6. Applied facetiously, in a vague sense, to a sum of money, commonly as if to give emphasis to the largeness of the amount. He had lost a cool hundred. Fielding. Leaving a cool thousand to Mr.Matthew Pocket. Dickens.

Syn. — Calm; dispassionate; self-possessed; composed; repulsive; frigid; alienated; impudent.

COOL
Cool, n.

Defn: A moderate state of cold; coolness; — said of the temperature of the air between hot and cold; as, the cool of the day; the cool of the morning or evening.

COOL
Cool, v. t. [imp. & p.p. Cooled; p.pr. & vb.n. Cooling.]

1. To make cool or cold; to reduce the temperature of; as, ice cools water. Send Lazarus, that he may dip the tip of his finger in water, and cool my tongue. Luke xvi. 24.

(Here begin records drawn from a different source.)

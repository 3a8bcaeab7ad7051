//! Turns a raw RFC 822 message into an [`EzMail`].

use chrono::{DateTime, Utc};
use log::debug;
use mailparse::{DispositionType, MailHeaderMap, ParsedContentDisposition, ParsedMail};

use crate::domain::email::{EzMail, MailAttachment};
use crate::domain::text::decode_utf8_ignoring;
use crate::error::{EzmailError, Result};

/// Decodes RFC 2047 encoded words in a raw header value.
///
/// A value `mailparse` cannot read as a header is taken as UTF-8 with the
/// undecodable bytes dropped.
pub fn decode_header_words(raw: &[u8]) -> String {
    let line = [b"X-Ezmail: ".as_slice(), raw, b"\r\n"].concat();
    mailparse::parse_header(&line)
        .map(|(header, _)| header.get_value())
        .unwrap_or_else(|_| decode_utf8_ignoring(raw))
}

/// Decomposes one fetched message.
///
/// Only a message that cannot be parsed at all is an error. A part whose
/// transfer encoding cannot be decoded is skipped and the rest is kept.
pub fn decompose(raw: &[u8]) -> Result<EzMail> {
    let parsed = mailparse::parse_mail(raw).map_err(|e| EzmailError::Parse(e.to_string()))?;

    let subject = parsed
        .headers
        .get_first_header("Subject")
        .map(|h| decode_header_words(h.get_value_raw()))
        .unwrap_or_default();
    let sender = parsed
        .headers
        .get_first_header("From")
        .map(|h| String::from_utf8_lossy(h.get_value_raw()).trim().to_string())
        .unwrap_or_default();
    let date = parsed
        .headers
        .get_first_value("Date")
        .and_then(|d| mailparse::dateparse(&d).ok())
        .and_then(|ts| DateTime::<Utc>::from_timestamp(ts, 0));

    let mut leaves = Vec::new();
    collect_leaves(&parsed, &mut leaves);

    let mut body: Option<String> = None;
    let mut attachments = Vec::new();

    for (idx, part) in leaves.into_iter().enumerate() {
        let mimetype = part.ctype.mimetype.to_ascii_lowercase();
        let disposition = part.get_content_disposition();

        if body.is_none()
            && mimetype == "text/plain"
            && disposition.disposition != DispositionType::Attachment
        {
            match text_body(part) {
                Ok(text) => body = Some(text),
                Err(e) => debug!("part {idx}: cannot decode text body: {e}"),
            }
        }

        if let Some(filename) = part_filename(part, &disposition) {
            match part.get_body_raw() {
                Ok(data) => attachments.push(MailAttachment {
                    filename,
                    content_type: mimetype,
                    data,
                }),
                Err(e) => debug!("part {idx}: cannot decode attachment {filename}: {e}"),
            }
        }
    }

    Ok(EzMail {
        sender,
        subject,
        body: body.unwrap_or_default().trim().to_string(),
        attachments,
        date,
    })
}

/// UTF-8 and ASCII bodies keep only their valid bytes; other charsets go
/// through `mailparse`.
fn text_body(part: &ParsedMail<'_>) -> std::result::Result<String, mailparse::MailParseError> {
    match part.ctype.charset.to_ascii_lowercase().as_str() {
        "utf-8" | "utf8" | "us-ascii" | "ascii" => Ok(decode_utf8_ignoring(&part.get_body_raw()?)),
        _ => part.get_body(),
    }
}

/// Leaf parts in document order; multipart containers only contribute children.
fn collect_leaves<'a, 'b>(part: &'b ParsedMail<'a>, out: &mut Vec<&'b ParsedMail<'a>>) {
    if part.subparts.is_empty() {
        if !part.ctype.mimetype.to_ascii_lowercase().starts_with("multipart/") {
            out.push(part);
        }
        return;
    }
    for sub in &part.subparts {
        collect_leaves(sub, out);
    }
}

fn part_filename(part: &ParsedMail<'_>, disposition: &ParsedContentDisposition) -> Option<String> {
    disposition
        .params
        .get("filename")
        .or_else(|| part.ctype.params.get("name"))
        .map(|name| decode_header_words(name.as_bytes()))
        .map(|name| name.trim().to_string())
        .filter(|name| !name.is_empty())
}
//! Mailbox reading: IMAP search expressions, sessions and message decoding.

pub mod decoders;
pub mod imap_client;
pub mod query;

2. To moderate the heat or excitement of; to allay, as passion of any kind; to calm; to moderate. We have reason to cool our raging motions, our carnal stings, our unbitted lusts. Shak. To cool the heels, to dance attendance; to wait, as for admission to a patron's house. [Colloq.] Dryden.

COOL
Cool, v. i.

1. To become less hot; to lose heat. I saw a smith stand with his hammer, thus, the whilst his iron did on the anvil cool. Shak.